Dear Everyone: ALISTAIR COOKE by Nick Clarke (Weidenfeld & Nicolson)

Listener – July 15, 2000

A few months back in the wee hours of the morning I was tussling with some raw unturned thought that wouldn’t sleep. National Radio’s “All Night” programme was barely audible on my clock radio, when, ever so quiet, there came to my ears the unmistakable velvety voice, albeit a little shakey, of veteran broadcaster Alistair Cooke. 

I can’t remember the exact subject matter of this particular “Letter from America” – something about Hillary Clinton’s bid for the Senate, spiced perhaps with anedote from a New York taxi driver . . . or was that another letter? It wasn’t exactly what Cooke was saying that comforted me on that particular night, but, rather, the grain of his well-travelled voice and the sense of assurance that he carries his burden lightly. 

Now 92, Alistair Cooke has been in turn a special correspondent for the Times and the (Manchester) Guardian, written 17 books and, among other projects, created one of the most complete televised histories of the US. But it is for his weekly “Letter from America”, broadcast in 52 countries, that he is best known. Begun in 1947, it is an amazing broadcasting achievement. And he ain’t finished yet. 

Though the author of this biography is a noted broadcaster himself, Cooke wasn’t initially keen on the project. As crops up again and again in this 500-page tome, he has always liked to be in control, and if a project is not his idea he has to be courted very carefully (though he himself has shamelessly courted the US’s rich and famous in order to clinch a good yarn). 

In his early days as a journalist Cooke was notorious for filing his stories at the last minute, much to the the chagrin of his English masters, but he wrote like a dream and got away with it. To this reporter’s ear he writes and talks like a poet, weaving across time and space with frightening confidence. His acting days at Cambridge University taught him timing and the power of a well-placed quote. Add descriptive prose, at times the equal of Hemingway, and the empathy and wisdom of poet William Carlos Williams (“no ideas, but things”), and you get passages of pure word music such as this: 

“Hemingway took the daily speech of the non-literary American and turned it into literature. He started to knife away all the fat he could find in language; he leaves only the heart and muscle and nerves – the verbs and the nouns and the adverbs. And all their living movement, their circulatory system, is the the prepositions – the ons, and fors, and withs, and bys, and froms.” 

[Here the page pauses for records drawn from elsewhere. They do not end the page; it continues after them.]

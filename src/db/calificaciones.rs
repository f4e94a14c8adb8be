use crate::auth::AuthUser;
use crate::db::auditoria::{self, Autor};
use crate::db::catalogos::{self, TipoCatalogo};
use crate::db::{estudiantes, materias};
use crate::error::{ApiError, ApiResult};
use crate::models::{ahora, Calificacion, Evaluacion, Materia};
use rusqlite::{params, Connection, OptionalExtension, Row};
use serde_json::json;

/// Petición de sincronización ya validada. Un lapso en `None` no se toca;
/// `Some(vec![])` borra todas sus evaluaciones.
#[derive(Debug, Clone)]
pub struct Sincronizacion {
    pub student_id: i64,
    pub materia_id: i64,
    pub anio_id: i64,
    pub lapsos: [Option<Vec<Evaluacion>>; 3],
}

#[derive(Debug, Clone, Default)]
pub struct FiltroCalificaciones {
    pub student_id: Option<i64>,
    pub materia_id: Option<i64>,
    pub anio_id: Option<i64>,
}

struct Cabecera {
    id: i64,
    student_id: i64,
    materia_id: i64,
    anio_id: i64,
    is_locked: bool,
    created_at: String,
    updated_at: String,
}

const COLUMNAS: &str = "id, estudiante_id, materia_id, anio_id, is_locked, created_at, updated_at";

fn map_cabecera(row: &Row<'_>) -> rusqlite::Result<Cabecera> {
    Ok(Cabecera {
        id: row.get(0)?,
        student_id: row.get(1)?,
        materia_id: row.get(2)?,
        anio_id: row.get(3)?,
        is_locked: row.get(4)?,
        created_at: row.get(5)?,
        updated_at: row.get(6)?,
    })
}

fn cargar_evaluaciones(conn: &Connection, cab: Cabecera) -> ApiResult<Calificacion> {
    let mut stmt = conn.prepare(
        "SELECT id, lapso, descripcion, ponderacion, nota FROM evaluaciones WHERE calificacion_id = ?1 ORDER BY lapso, id",
    )?;
    let rows = stmt.query_map(params![cab.id], |row| {
        let lapso: i64 = row.get(1)?;
        let ev = Evaluacion { id: row.get(0)?, descripcion: row.get(2)?, ponderacion: row.get(3)?, nota: row.get(4)? };
        Ok((lapso, ev))
    })?;
    let mut lapsos: [Vec<Evaluacion>; 3] = [Vec::new(), Vec::new(), Vec::new()];
    for r in rows {
        let (lapso, ev) = r?;
        if (1..=3).contains(&lapso) {
            lapsos[(lapso - 1) as usize].push(ev);
        }
    }
    let [lapso1, lapso2, lapso3] = lapsos;
    Ok(Calificacion {
        id: cab.id,
        student_id: cab.student_id,
        materia_id: cab.materia_id,
        anio_id: cab.anio_id,
        is_locked: cab.is_locked,
        lapso1,
        lapso2,
        lapso3,
        created_at: cab.created_at,
        updated_at: cab.updated_at,
    })
}

pub fn obtener(conn: &Connection, id: i64) -> ApiResult<Option<Calificacion>> {
    let sql = format!("SELECT {} FROM calificaciones WHERE id = ?1", COLUMNAS);
    match conn.query_row(&sql, params![id], map_cabecera).optional()? {
        Some(cab) => Ok(Some(cargar_evaluaciones(conn, cab)?)),
        None => Ok(None),
    }
}

pub fn requerir(conn: &Connection, id: i64) -> ApiResult<Calificacion> {
    obtener(conn, id)?.ok_or_else(|| ApiError::not_found("grade record", id))
}

pub fn buscar(conn: &Connection, student_id: i64, materia_id: i64, anio_id: i64) -> ApiResult<Option<Calificacion>> {
    let sql = format!(
        "SELECT {} FROM calificaciones WHERE estudiante_id = ?1 AND materia_id = ?2 AND anio_id = ?3",
        COLUMNAS
    );
    match conn.query_row(&sql, params![student_id, materia_id, anio_id], map_cabecera).optional()? {
        Some(cab) => Ok(Some(cargar_evaluaciones(conn, cab)?)),
        None => Ok(None),
    }
}

/// Lista calificaciones. No excluye estudiantes eliminados: los registros
/// históricos siguen siendo consultables por id de estudiante.
pub fn listar(conn: &Connection, filtro: &FiltroCalificaciones) -> ApiResult<Vec<Calificacion>> {
    let sql = format!(
        "SELECT {} FROM calificaciones
         WHERE (?1 IS NULL OR estudiante_id = ?1) AND (?2 IS NULL OR materia_id = ?2) AND (?3 IS NULL OR anio_id = ?3)
         ORDER BY anio_id, estudiante_id, materia_id",
        COLUMNAS
    );
    let cabeceras: Vec<Cabecera> = {
        let mut stmt = conn.prepare(&sql)?;
        let rows = stmt.query_map(params![filtro.student_id, filtro.materia_id, filtro.anio_id], map_cabecera)?;
        let mut v = Vec::new();
        for r in rows {
            v.push(r?);
        }
        v
    };
    cabeceras.into_iter().map(|cab| cargar_evaluaciones(conn, cab)).collect()
}

/// Un docente sólo escribe sobre materias asignadas al docente vinculado a su usuario.
fn verificar_asignacion(actor: &AuthUser, materia: &Materia) -> ApiResult<()> {
    if actor.role.es_privilegiado() {
        return Ok(());
    }
    match (actor.docente_id, materia.docente_id) {
        (Some(a), Some(b)) if a == b => Ok(()),
        _ => Err(ApiError::Forbidden(format!("subject {} is not assigned to this teacher", materia.id))),
    }
}

/// Inserta o reemplaza las evaluaciones de los lapsos presentes dentro de una
/// transacción (borrar-e-insertar por lapso) y registra la auditoría.
pub fn sincronizar(conn: &mut Connection, actor: &AuthUser, sync: &Sincronizacion) -> ApiResult<Calificacion> {
    let tx = conn.transaction()?;

    estudiantes::requerir_vigente(&tx, sync.student_id)?;
    let materia = materias::requerir(&tx, sync.materia_id)?;
    catalogos::requerir(&tx, TipoCatalogo::AnioEscolar, sync.anio_id)?;
    verificar_asignacion(actor, &materia)?;

    let existente: Option<(i64, bool)> = tx
        .query_row(
            "SELECT id, is_locked FROM calificaciones WHERE estudiante_id = ?1 AND materia_id = ?2 AND anio_id = ?3",
            params![sync.student_id, sync.materia_id, sync.anio_id],
            |r| Ok((r.get(0)?, r.get(1)?)),
        )
        .optional()?;

    let ts = ahora();
    let calificacion_id = match existente {
        Some((id, is_locked)) => {
            if !crate::calculo::puede_editar(actor.role, is_locked) {
                return Err(ApiError::Forbidden("grade record is locked".to_string()));
            }
            tx.execute("UPDATE calificaciones SET updated_at = ?1 WHERE id = ?2", params![ts, id])?;
            id
        }
        None => {
            tx.execute(
                "INSERT INTO calificaciones (estudiante_id, materia_id, anio_id, is_locked, created_at, updated_at)
                 VALUES (?1, ?2, ?3, 0, ?4, ?4)",
                params![sync.student_id, sync.materia_id, sync.anio_id, ts],
            )?;
            tx.last_insert_rowid()
        }
    };

    let mut reemplazados: Vec<i64> = Vec::new();
    for (idx, lapso) in sync.lapsos.iter().enumerate() {
        let Some(evaluaciones) = lapso else { continue };
        let numero = idx as i64 + 1;
        tx.execute(
            "DELETE FROM evaluaciones WHERE calificacion_id = ?1 AND lapso = ?2",
            params![calificacion_id, numero],
        )?;
        for ev in evaluaciones {
            tx.execute(
                "INSERT INTO evaluaciones (calificacion_id, lapso, descripcion, ponderacion, nota) VALUES (?1, ?2, ?3, ?4, ?5)",
                params![calificacion_id, numero, ev.descripcion.trim(), ev.ponderacion, ev.nota],
            )?;
        }
        reemplazados.push(numero);
    }

    auditoria::registrar(
        &tx,
        Autor { usuario_id: Some(actor.id), username: &actor.username },
        "UPDATE_GRADES",
        "CALIFICACION",
        Some(calificacion_id),
        &json!({
            "studentId": sync.student_id,
            "materiaId": sync.materia_id,
            "anioId": sync.anio_id,
            "lapsos": reemplazados,
        }),
    )?;

    let resultado = requerir(&tx, calificacion_id)?;
    tx.commit()?;
    Ok(resultado)
}

/// Cambia el bloqueo. Los roles privilegiados bloquean y desbloquean; un
/// docente asignado sólo puede bloquear.
pub fn cambiar_bloqueo(conn: &mut Connection, actor: &AuthUser, id: i64, bloquear: bool) -> ApiResult<Calificacion> {
    let tx = conn.transaction()?;
    let actual = requerir(&tx, id)?;
    let materia = materias::requerir(&tx, actual.materia_id)?;
    verificar_asignacion(actor, &materia)?;
    if !bloquear && !actor.role.es_privilegiado() {
        return Err(ApiError::Forbidden("only ADMIN, DIRECTOR or CONTROL_ESTUDIOS can unlock grades".to_string()));
    }

    if actual.is_locked != bloquear {
        tx.execute(
            "UPDATE calificaciones SET is_locked = ?1, updated_at = ?2 WHERE id = ?3",
            params![bloquear, ahora(), id],
        )?;
        auditoria::registrar(
            &tx,
            Autor { usuario_id: Some(actor.id), username: &actor.username },
            if bloquear { "LOCK_GRADES" } else { "UNLOCK_GRADES" },
            "CALIFICACION",
            Some(id),
            &json!({"isLocked": bloquear}),
        )?;
    }

    let resultado = requerir(&tx, id)?;
    tx.commit()?;
    Ok(resultado)
}
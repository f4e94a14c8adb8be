// Biblioteca raíz del crate `boletin360`.
// Reexporta los módulos del backend de calificaciones y la función
// `run_server` que levanta la API.
pub mod api_json;
pub mod auth;
pub mod calculo;
pub mod config;
pub mod db;
pub mod error;
pub mod excel;
pub mod models;
pub mod reportes;
pub mod server;
pub mod server_handlers;

/// Ejecuta el servidor HTTP (reexport para facilitar uso desde `main`)
pub use server::run_server;
//! Lectura de planillas Excel.
//!
//! Submódulos:
//! - `io`: helpers de celdas y lectura de la primera hoja con calamine
//! - `estudiantes`: importación masiva de estudiantes por cédula

/// Helpers de IO y utilidades para parsing de Excel
pub mod io;

/// Importación de estudiantes: `interpretar_filas` + `importar`
pub mod estudiantes;

pub use estudiantes::{importar, interpretar_filas, ResumenImportacion};
pub use io::read_first_sheet;
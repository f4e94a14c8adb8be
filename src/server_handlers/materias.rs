use crate::api_json::{MateriaInput, MateriasQuery};
use crate::auth::AuthUser;
use crate::db::catalogos::TipoCatalogo;
use crate::db::materias::{self, DatosMateria, FiltroMaterias};
use crate::db::{auditoria, Database};
use crate::error::ApiResult;
use crate::server_handlers::{autor, Referencias};
use actix_web::{web, HttpResponse};
use rusqlite::Connection;
use serde_json::json;

const ENTIDAD: &str = "MATERIA";

fn validar_referencias(conn: &Connection, datos: &DatosMateria) -> ApiResult<()> {
    Referencias::new(conn)
        .catalogo("gradoId", TipoCatalogo::Grado, Some(datos.grado_id))?
        .catalogo("seccionId", TipoCatalogo::Seccion, datos.seccion_id)?
        .docente("docenteId", datos.docente_id)?
        .finish()
}

/// GET /subjects?gradoId=&seccionId=&docenteId=
pub async fn listar_handler(
    db: web::Data<Database>,
    _user: AuthUser,
    query: web::Query<MateriasQuery>,
) -> ApiResult<HttpResponse> {
    let q = query.into_inner();
    let filtro = FiltroMaterias { grado_id: q.grado_id, seccion_id: q.seccion_id, docente_id: q.docente_id };
    let conn = db.lock()?;
    Ok(HttpResponse::Ok().json(materias::listar(&conn, &filtro)?))
}

pub async fn obtener_handler(db: web::Data<Database>, _user: AuthUser, path: web::Path<i64>) -> ApiResult<HttpResponse> {
    let conn = db.lock()?;
    Ok(HttpResponse::Ok().json(materias::requerir(&conn, path.into_inner())?))
}

pub async fn crear_handler(db: web::Data<Database>, user: AuthUser, body: web::Json<MateriaInput>) -> ApiResult<HttpResponse> {
    user.requiere_privilegiado()?;
    let datos = body.into_inner().validar()?;
    let mut conn = db.lock()?;
    let tx = conn.transaction()?;
    validar_referencias(&tx, &datos)?;
    let m = materias::crear(&tx, &datos)?;
    auditoria::registrar(&tx, autor(&user), "CREATE_SUBJECT", ENTIDAD, Some(m.id), &json!(m))?;
    tx.commit()?;
    Ok(HttpResponse::Created().json(m))
}

pub async fn actualizar_handler(
    db: web::Data<Database>,
    user: AuthUser,
    path: web::Path<i64>,
    body: web::Json<MateriaInput>,
) -> ApiResult<HttpResponse> {
    user.requiere_privilegiado()?;
    let id = path.into_inner();
    let datos = body.into_inner().validar()?;
    let mut conn = db.lock()?;
    let tx = conn.transaction()?;
    validar_referencias(&tx, &datos)?;
    let m = materias::actualizar(&tx, id, &datos)?;
    auditoria::registrar(&tx, autor(&user), "UPDATE_SUBJECT", ENTIDAD, Some(id), &json!(m))?;
    tx.commit()?;
    Ok(HttpResponse::Ok().json(m))
}

/// DELETE /subjects/{id}
/// 409 si la materia ya tiene calificaciones.
pub async fn eliminar_handler(db: web::Data<Database>, user: AuthUser, path: web::Path<i64>) -> ApiResult<HttpResponse> {
    user.requiere_privilegiado()?;
    let id = path.into_inner();
    let mut conn = db.lock()?;
    let tx = conn.transaction()?;
    let m = materias::eliminar(&tx, id)?;
    auditoria::registrar(&tx, autor(&user), "DELETE_SUBJECT", ENTIDAD, Some(id), &json!({"nombre": m.nombre}))?;
    tx.commit()?;
    Ok(HttpResponse::Ok().json(m))
}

Writing for radio required a different skill. Cooke wanted it to sound as if he was speaking to two good friends: “Writing for talking is no less than abandoning architecture (written structure) altogether and trying to imitate the movement of a bird or a river.” 

He did the odd broadcast for the BBC during World War II and BBC executives accused him of “speaking too fast, breathing so hard he sounds like a racehorse . . . and sounding childish alongside other British commentators”. 

Nick Clarke points out that a psychiatrist Cooke consulted for two years after the break-up of his first marriage (to Ruth Emerson, the great-niece of the poet/essayist Ralph Waldo Emerson) “helped him adopt the principles of his broadcasts – letting his unconscious lead him from one thought to the next without trying to enclose it in an intellectual straitjacket. In those terms ‘Letter from America’ would become the first (and perhaps only?) Freudian radio talk.” 

Cooke claims, though I find it hard to believe, that when he sits down to write each week’s letter he has no idea what he is going to say, only that it will “conversational in presentation, complete with the syntax and quirkiness of spoken English”. This manifesto was in part inspired by listening to the likes of Aldous Huxley and W H Auden, whom Cooke says “had no idea of how to speak on the radio”. The Freudian requirement was that he should “be himself, rather than some pale imitation of any other broadcaster”. 

Following this credo has made him one of the great commentators on American life. I’m reminded of an essay entitled “The Grain of the Voice”, by the French philosopher Roland Barthes. In it, he says that when he went to hear a Russian opera singer he didn’t hear a single opera singer but the whole of Russia. 

When I hear Alistair Cooke I hear across the great divide Mark Twain conversing with Charles Dickens, wondering what the hell to make of Quentin Tarantino. 

LITTLE-KNOWN FACTS ABOUT ALISTAIR COOK: 

* He was born in Salford, Manchester, the son of an iron fitter, but he didn’t wish it widely known, calling Salford “an appalling place”. 

* He was Alfred Cooke for the first 22 years of his life before adopting the more refined “Alistair” in 1930. 

* At Cambridge University he did his thesis on Katherine Mansfield. 

* Among his many friends have been Charlie Chaplin, Lauren Bacall and Humphrey Bogart. He had a liking for Lyndon Johnson but didn’t much care for John F Kennedy. His favourite American author is H L Mencken. 

* Biggest professional disappointment: that a personal view on the life and works of Mark Twain was never televised. He considers it his best work. 

* Cooke’s son Johnny (a Western novelist and folk musician) was Janis Joplin’s road manager. He was the one who found her dead from a heroin overdose.